About this exercise: Beginning at the top of the material, repeat each line exactly, and stop once the line with "#[derive(Debug, Clone)]" has been written.

Records for this task:
◆ ◆ ◆ ◆ ◆
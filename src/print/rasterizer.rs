// src/print/rasterizer.rs
use std::process::Command;

use tracing::{debug, error, info};

use crate::config::RasterizerConfig;
use crate::error::{RenderError, Result};

const INPUT_FILE: &str = "resume.html";
const OUTPUT_FILE: &str = "resume.pdf";

/// Turns a complete HTML document into PDF bytes.
pub trait Rasterizer: Send + Sync {
    fn rasterize(&self, html: &str) -> Result<Vec<u8>>;
}

/// Runs an external HTML to PDF program inside a scratch directory.
#[derive(Debug, Clone)]
pub struct CommandRasterizer {
    program: String,
    args: Vec<String>,
}

impl CommandRasterizer {
    pub fn new(program: impl Into<String>, args: Vec<String>) -> Self {
        Self {
            program: program.into(),
            args,
        }
    }

    pub fn from_config(config: &RasterizerConfig) -> Self {
        Self::new(config.program.clone(), config.args.clone())
    }
}

impl Default for CommandRasterizer {
    fn default() -> Self {
        Self::from_config(&RasterizerConfig::default())
    }
}

impl Rasterizer for CommandRasterizer {
    fn rasterize(&self, html: &str) -> Result<Vec<u8>> {
        let workdir = tempfile::tempdir()
            .map_err(|e| RenderError::Rasterize(format!("Cannot create work directory: {}", e)))?;
        let input = workdir.path().join(INPUT_FILE);
        let output = workdir.path().join(OUTPUT_FILE);

        std::fs::write(&input, html)
            .map_err(|e| RenderError::Rasterize(format!("Cannot write HTML input: {}", e)))?;

        let args: Vec<String> = self
            .args
            .iter()
            .map(|arg| {
                arg.replace("{input}", &input.to_string_lossy())
                    .replace("{output}", &output.to_string_lossy())
            })
            .collect();

        debug!("Running {} {:?}", self.program, args);
        let result = Command::new(&self.program)
            .args(&args)
            .current_dir(workdir.path())
            .output()
            .map_err(|e| {
                error!("Failed to execute {}: {}", self.program, e);
                RenderError::Rasterize(format!("Failed to execute {}: {}", self.program, e))
            })?;

        if !result.status.success() {
            let stderr = String::from_utf8_lossy(&result.stderr);
            error!("{} failed ({}): {}", self.program, result.status, stderr.trim());
            return Err(RenderError::Rasterize(format!(
                "{} exited with {}: {}",
                self.program,
                result.status,
                stderr.trim()
            )));
        }

        let pdf = std::fs::read(&output).map_err(|e| {
            RenderError::Rasterize(format!("{} produced no output: {}", self.program, e))
        })?;
        if pdf.is_empty() {
            return Err(RenderError::Rasterize(format!(
                "{} produced an empty file",
                self.program
            )));
        }

        info!("Rasterized {} bytes of HTML into {} bytes of PDF", html.len(), pdf.len());
        Ok(pdf)
    }
}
◆ ◆ ◆ ◆ ◆
Output of the exercise:
filename src/print/rasterizer.rs
// src/print/rasterizer.rs
use std::process::Command;

use tracing::{debug, error, info};

use crate::config::RasterizerConfig;
use crate::error::{RenderError, Result};

const INPUT_FILE: &str = "resume.html";
const OUTPUT_FILE: &str = "resume.pdf";

/// Turns a complete HTML document into PDF bytes.
pub trait Rasterizer: Send + Sync {
    fn rasterize(&self, html: &str) -> Result<Vec<u8>>;
}

/// Runs an external HTML to PDF program inside a scratch directory.
#[derive(Debug, Clone)]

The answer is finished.